More is not always better? Enhancing Many-Shot In-Context Learning with Differentiated and Reweighting Objectives (2501.04070v1)

Published 7 Jan 2025 in cs.LG, cs.AI, and cs.CL

Abstract: LLMs excel at few-shot in-context learning (ICL) without requiring parameter updates. However, as the number of ICL demonstrations increases from a few to many, performance tends to plateau and eventually decline. We identify two primary causes for this trend: the suboptimal negative log-likelihood (NLL) optimization objective and the incremental data noise. To address these issues, we introduce DR-ICL, a novel optimization method that enhances model performance through Differentiated Learning and advantage-based Reweighting objectives. Globally, DR-ICL utilizes differentiated learning to optimize the NLL objective, ensuring that many-shot performance surpasses zero-shot levels. Locally, it dynamically adjusts the weighting of many-shot demonstrations by leveraging cumulative advantages inspired by reinforcement learning, thereby improving generalization. This approach allows the model to handle varying numbers of shots effectively, mitigating the impact of noisy data. Recognizing the lack of multi-task datasets with diverse many-shot distributions, we develop the Many-Shot ICL Benchmark (MICLB)-a large-scale benchmark covering shot numbers from 1 to 350 within sequences of up to 8,000 tokens-for fine-tuning purposes. MICLB facilitates the evaluation of many-shot ICL strategies across seven prominent NLP tasks and 50 distinct datasets. Experimental results demonstrate that LLMs enhanced with DR-ICL achieve significant improvements in many-shot setups across various tasks, including both in-domain and out-of-domain scenarios. We release the code and benchmark dataset hoping to facilitate further research in many-shot ICL.

PDF Abstract

This paper addresses the performance degradation of LLMs in many-shot in-context learning (ICL) scenarios, where providing a large number of demonstration examples (shots) can lead to a plateau or even a decline in performance. The authors identify two primary causes: a suboptimal negative log-likelihood (NLL) optimization objective and increasing data noise with more demonstrations.

To tackle these issues, the paper introduces DR-ICL, a novel fine-tuning optimization method that enhances many-shot ICL through Differentiated Learning and Advantage-based Reweighting objectives.

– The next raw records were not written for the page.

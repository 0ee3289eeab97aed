use crate::{geometry::WorldBox, util::Distribution};

use super::{KdTree, Node};

impl KdTree {
    pub fn print_tree(&self) {
        self.print_recursive(0, self.root(), &self.bounds);
    }

    pub fn print_statistics(&self) {
        let depth = self.depth_statistics();
        let fill = self.leaf_fill_statistics();
        println!("Nodes: {}, leaves: {}", self.node_count(), self.leaf_count());
        println!("Element references: {}", self.element_count());
        println!("Leaf depth: {}", depth);
        println!("Leaf fill: {}", fill);
        println!("Empty leaves: {:.1}%", fill.fraction(0) * 100.0);
    }

    /// Depth of every leaf, root has depth 0.
    pub fn depth_statistics(&self) -> Distribution {
        let mut depths = Distribution::default();
        let mut stack = vec![(self.root(), 0)];
        while let Some((index, depth)) = stack.pop() {
            match self.node(index).decode() {
                Node::Leaf { .. } => depths.add(depth),
                Node::Internal { left, .. } => {
                    stack.push((left.index(), depth + 1));
                    stack.push((left.index() + 1, depth + 1));
                }
            }
        }
        depths
    }

    /// Number of elements of every leaf.
    pub fn leaf_fill_statistics(&self) -> Distribution {
        (0..self.node_count())
            .map(|i| self.node(i))
            .filter(|node| node.is_leaf())
            .map(|node| node.element_range().len())
            .collect()
    }

    fn print_recursive(&self, indent: usize, index: usize, cell: &WorldBox) {
        let node = self.node(index);
        print!(
            "{}- {}{}: {:?}-{:?}",
            "  ".repeat(indent),
            if node.is_leaf() { "L" } else { "I" },
            index,
            cell.min,
            cell.max,
        );

        match node.decode() {
            Node::Leaf { elements } => {
                println!(" {:?}", &self.elements[elements]);
            }
            Node::Internal { plane, left } => {
                println!(" split {} at {}", ["x", "y", "z"][plane.axis], plane.position);
                let (left_cell, right_cell) = cell.split(&plane);
                self.print_recursive(indent + 1, left.index(), &left_cell);
                self.print_recursive(indent + 1, left.index() + 1, &right_cell);
            }
        }
    }
}
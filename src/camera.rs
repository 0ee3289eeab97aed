use assert2::assert;
use bon::bon;
use nalgebra::Unit;
use wide::f32x4;

use crate::geometry::{Ray, RayPacket, WorldPoint, WorldVector};
use crate::screen_block::ScreenSize;
use crate::util::simd::{FULL_PACKET_MASK, Lanes, PACKET_GROUPS};

/// Source of primary rays.
/// Screen coordinates are in pixels, `(0, 0)` is the bottom left corner of the viewport.
pub trait Camera: Send + Sync {
    fn viewport(&self) -> ScreenSize;

    fn ray(&self, x: f32, y: f32) -> Ray;

    /// 16 rays at once, all of them active.
    fn ray_packet(&self, x: &Lanes, y: &Lanes) -> RayPacket;
}

#[derive(Copy, Clone, Debug)]
pub struct PerspectiveCamera {
    position: WorldPoint,
    viewport: ScreenSize,

    /// Direction towards the bottom left corner of the near plane.
    base: WorldVector,
    /// Near plane offset of one pixel along x and y.
    pixel_u: WorldVector,
    pixel_v: WorldVector,

    simd_position: [f32x4; 3],
    simd_base: [f32x4; 3],
    simd_pixel_u: [f32x4; 3],
    simd_pixel_v: [f32x4; 3],
}

#[bon]
impl PerspectiveCamera {
    #[builder]
    pub fn new(
        position: WorldPoint,
        look_at: WorldPoint,
        #[builder(default = WorldVector::y())] up: WorldVector,
        // Vertical field of view in degrees
        #[builder(default = 60.0)]
        fovy: f32,
        #[builder(default = 1.0)] near: f32,
        viewport: ScreenSize,
    ) -> Self {
        assert!(viewport.x > 0);
        assert!(viewport.y > 0);
        assert!(fovy > 0.0 && fovy < 180.0);
        assert!(near > 0.0);

        let axis_z = Unit::try_new(position - look_at, f32::EPSILON)
            .expect("Camera position and target must differ");
        let axis_x = Unit::try_new(up.cross(axis_z.as_ref()), f32::EPSILON)
            .expect("`up` and view direction must be linearly independent");
        let axis_y = axis_z.cross(axis_x.as_ref());

        let sy = near * (fovy.to_radians() / 2.0).tan();
        let sx = sy * viewport.x as f32 / viewport.y as f32;

        let base = -axis_x.as_ref() * sx - axis_y * sy - axis_z.as_ref() * near;
        let pixel_u = axis_x.as_ref() * (2.0 * sx / viewport.x as f32);
        let pixel_v = axis_y * (2.0 * sy / viewport.y as f32);

        let broadcast = |v: &WorldVector| -> [f32x4; 3] { std::array::from_fn(|axis| f32x4::splat(v[axis])) };

        PerspectiveCamera {
            position,
            viewport,
            base,
            pixel_u,
            pixel_v,
            simd_position: broadcast(&position.coords),
            simd_base: broadcast(&base),
            simd_pixel_u: broadcast(&pixel_u),
            simd_pixel_v: broadcast(&pixel_v),
        }
    }
}

impl Camera for PerspectiveCamera {
    fn viewport(&self) -> ScreenSize {
        self.viewport
    }

    fn ray(&self, x: f32, y: f32) -> Ray {
        Ray::new(self.position, self.base + self.pixel_u * x + self.pixel_v * y)
    }

    fn ray_packet(&self, x: &Lanes, y: &Lanes) -> RayPacket {
        let mut packet = RayPacket::default();
        for axis in 0..3 {
            packet.origin[axis] = [self.simd_position[axis]; PACKET_GROUPS];
            for group in 0..PACKET_GROUPS {
                packet.direction[axis][group] = self.simd_base[axis]
                    + self.simd_pixel_u[axis] * x[group]
                    + self.simd_pixel_v[axis] * y[group];
            }
        }
        packet.mask = FULL_PACKET_MASK;
        packet.update();
        packet
    }
}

Global Perspective: Differentiated Learning:
- This component aims to ensure that the model's performance with many-shot demonstrations is superior to its zero-shot performance.
- During training, the model is optimized on both many-shot sequences ( $S_K = \{I; x_1y_1 \ldots x_Ky_K\}$ ) and their corresponding zero-shot versions (derived using Parallel Context Windows, PCW, to mask context).
- The differentiated loss function is: $\mathcal{L}_{\text{diff}} = (1 + \alpha) \ast \mathcal{L}_{\text{many-shot}} + (1 - \alpha) \ast \mathcal{L}_{\text{zero-shot}}$ , where $\alpha$ is a hyperparameter. The goal is to make $\mathcal{L}_{\text{many-shot}} < \mathcal{L}_{\text{zero-shot}}$ .
Local Perspective: Advantage-based Reweighting:
- This component dynamically adjusts the weights of individual demonstrations within a many-shot sequence to mitigate the impact of noisy or less informative examples. It is inspired by reinforcement learning's advantage function.
- Importance Sampling: The sequence of $K$ demonstrations is divided into reweighting windows of size $W$ . For each demonstration $x_k$ in a reweighting window $w$ , the preceding window $w-1$ acts as a sampling window. Importance weights are calculated based on the NLL loss of demonstrations ( $\mathcal{L}_{\text{many-shot}_k}$ ) to select $|S|$ most significant demonstrations from the sampling window.
- Advantage Functions: The reward $\mathcal{R}_k$ for a demonstration $x_k$ is calculated as the difference between its loss $\mathcal{L}_{\text{many-shot}_k}$ and the average loss of the sampled demonstrations from the previous window $\mathcal{L}_{\text{sampling}_{w-1}}$ : $\mathcal{R}_k = \mathcal{L}_{\text{many-shot}_k} - \mathcal{L}_{\text{sampling}_{w-1}}$ .
- The cumulative advantage $\mathcal{A}_k$ is then computed as $\mathcal{A}_k = \exp(\mathcal{R}_k / \gamma)$ , where $\gamma$ is a temperature parameter. This amplifies positive rewards (performance improvements).
- Reweighting: The NLL loss for many-shot demonstrations is then reweighted: $\mathcal{L}_{\text{many-shot}} = \frac{1}{K} \sum_k (\mathcal{L}_{\text{many-shot}_k} \ast \mathcal{A}_k)$ .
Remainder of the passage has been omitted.